If Blackmon ends up staying all six years, he will make at least $108 million. With incentives, he could make as much as $116 million. Rather than trying his luck on what was a rather frigid market last winter, Blackmon will make $14 million in 2018 and $21 million per season in each of the next three years. He will then have a $20 million player option for the 2022 season and a $10 million option for 2023.
“I weighed all of my options and chose what I feel like is the best decision for me and my family, and that’s to stay in Colorado and stay a Rocky,” Blackmon told reporters Wednesday. “I really like the people in the organization. I love my teammates. You can’t pick a better place to play.”
Sign up for a FREE Trial Consultation to start working with Legendary Sports Bettor Jon Price
The 31-year old Blackmon has become one of Colorado’s most important players over the last few years. He is a two-time all-star who has also won the Silver Slugger Award each of the last two seasons. Blackmon also won the National League batting title in 2017, hitting .331 on top his his 37 home runs and 1.000 OPS. Perhaps more impressive was Blackmon’s 103 RBIs while hitting out of the lead-off spot.
With his performance the last two seasons, Blackmon has asserted himself as one of the top outfielders in baseball and an essential part of Colorado’s future. He was a key part of the Rockies reaching the postseason last year. He will continue to be a cornerstone for the club. With star position players like Blackmon and Nolan Arenado, as well as a young and promising pitching staff, the Rockies hope to be World Series contenders in the years to come.

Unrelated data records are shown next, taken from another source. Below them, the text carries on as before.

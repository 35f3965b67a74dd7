use pn_project::schema::*;
use pn_project::{ProjectError, load_json, load_scenario, load_yaml, save_json, save_yaml};

fn scenario() -> Scenario {
    Scenario {
        version: SCHEMA_VERSION,
        name: "Roundtrip".to_string(),
        fluid: "Water at 20°C".to_string(),
        geometric_head_m: 15.0,
        library: UserLibraryDef {
            materials: vec![MaterialDef {
                name: "Lined steel".to_string(),
                roughness_mm: 0.02,
            }],
            fluids: vec![FluidDef {
                name: "Brine".to_string(),
                density_kg_m3: 1180.0,
                kinematic_viscosity_m2_s: 1.8e-6,
            }],
        },
        pump: PumpDef {
            head_curve: vec![
                SampleRowDef::numbers(0.0, 40.0),
                SampleRowDef {
                    flow: Some(CellDef::Text("50".to_string())),
                    value: Some(CellDef::Number(35.0)),
                },
                SampleRowDef {
                    flow: Some(CellDef::Number(100.0)),
                    value: None,
                },
            ],
            efficiency_curve: vec![SampleRowDef::numbers(50.0, 70.0)],
            degree: 2,
        },
        network: NetworkDef {
            before: vec![SegmentDef {
                id: Some("7d3f2c9e-4a51-4c1b-9f0e-2b8a6d5c1e44".to_string()),
                length_m: 10.0,
                diameter_mm: 100.0,
                material: "Carbon Steel (new)".to_string(),
                fittings: vec![FittingDef {
                    name: "Sharp-Edged Entrance".to_string(),
                    k: None,
                    quantity: 1,
                }],
            }],
            branches: vec![
                BranchDef {
                    name: "Branch 1".to_string(),
                    segments: vec![SegmentDef::new(20.0, 65.0, "Lined steel")],
                },
                BranchDef {
                    name: "Branch 2".to_string(),
                    segments: vec![SegmentDef::new(25.0, 80.0, "PVC / Plastic")],
                },
            ],
            after: vec![],
        },
        cost: CostDef {
            motor_efficiency_pct: 90.0,
            hours_per_day: 24.0,
            tariff_per_kwh: 0.15,
        },
        sensitivity: SensitivityDef::default(),
    }
}

#[test]
fn roundtrip_yaml() {
    let scenario = scenario();
    let path = std::env::temp_dir().join("pn_project_roundtrip.yaml");

    save_yaml(&path, &scenario).unwrap();
    let loaded = load_yaml(&path).unwrap();

    assert_eq!(scenario, loaded);
}

#[test]
fn roundtrip_json() {
    let scenario = scenario();
    let path = std::env::temp_dir().join("pn_project_roundtrip.json");

    save_json(&path, &scenario).unwrap();
    let loaded = load_json(&path).unwrap();

    assert_eq!(scenario, loaded);
}

#[test]
fn format_follows_extension() {
    let scenario = scenario();
    let path = std::env::temp_dir().join("pn_project_by_extension.yml");
    pn_project::save_scenario(&path, &scenario).unwrap();
    assert_eq!(load_scenario(&path).unwrap(), scenario);

    let bad = std::env::temp_dir().join("pn_project_by_extension.toml");
    assert!(matches!(
        load_scenario(&bad),
        Err(ProjectError::UnsupportedFormat { .. })
    ));
}

#[test]
fn invalid_scenario_is_not_saved() {
    let mut scenario = scenario();
    scenario.network.branches[1].name = "Branch 1".to_string();
    let path = std::env::temp_dir().join("pn_project_invalid.yaml");
    assert!(matches!(
        save_yaml(&path, &scenario),
        Err(ProjectError::Validation(_))
    ));
}

#[test]
fn minimal_yaml_gets_defaults() {
    let yaml = r#"
version: 1
name: minimal
fluid: Water at 20°C
geometric_head_m: 5
pump:
  head_curve:
    - { flow: 0, value: 20 }
    - { flow: "10", value: "18" }
    - { flow: oops, value: 1 }
cost:
  motor_efficiency_pct: 90
  hours_per_day: 12
  tariff_per_kwh: 0.1
"#;
    let scenario: Scenario = serde_yaml::from_str(yaml).unwrap();
    pn_project::validate_scenario(&scenario).unwrap();

    assert_eq!(scenario.pump.degree, 2);
    assert_eq!(scenario.sensitivity, SensitivityDef::default());
    assert!(scenario.network.before.is_empty());
    assert_eq!(scenario.pump.head_curve[0].flow, Some(CellDef::Number(0.0)));
    assert_eq!(
        scenario.pump.head_curve[1].value,
        Some(CellDef::Text("18".to_string()))
    );
    assert_eq!(
        scenario.pump.head_curve[2].flow,
        Some(CellDef::Text("oops".to_string()))
    );
}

From Blackmon’s perspective, it’s hard to turn down a nine-figure contract in a place that’s been good to him. Aside from a potentially tepid free agent market next winter, teams would have questioned his home-road splits. Naturally, Blackmon has been ore produtive at Coors Field than on the road throughout his career. But his road numbers the past couple of seasons have been solid. Obviously, that won’t be an issue as long as he stays in Colorado.
Of course, the Rockies may need to worry about Blackmon’s age. If he plays to the end of the contract, Blackmon will be 37. Most teams are making more of an effort to get younger and avoid long-term deals with players who are already 30. Despite his impressive numbers over the past couple of seasons, there is some risk in signing Blackon to a long-term deal at this point.
Despite some risk involved, the Rockies are wise to lock up Blackmon long term. Last season’s success showed that their window to pursue a championship is open. Thus, they need to keep a star like Blackmon in Colorado while the window is open. At this point, Blackmon is too important to the Rockies for the team to let him go in free agnecy. In that sense, both sides should be pleased with the extension.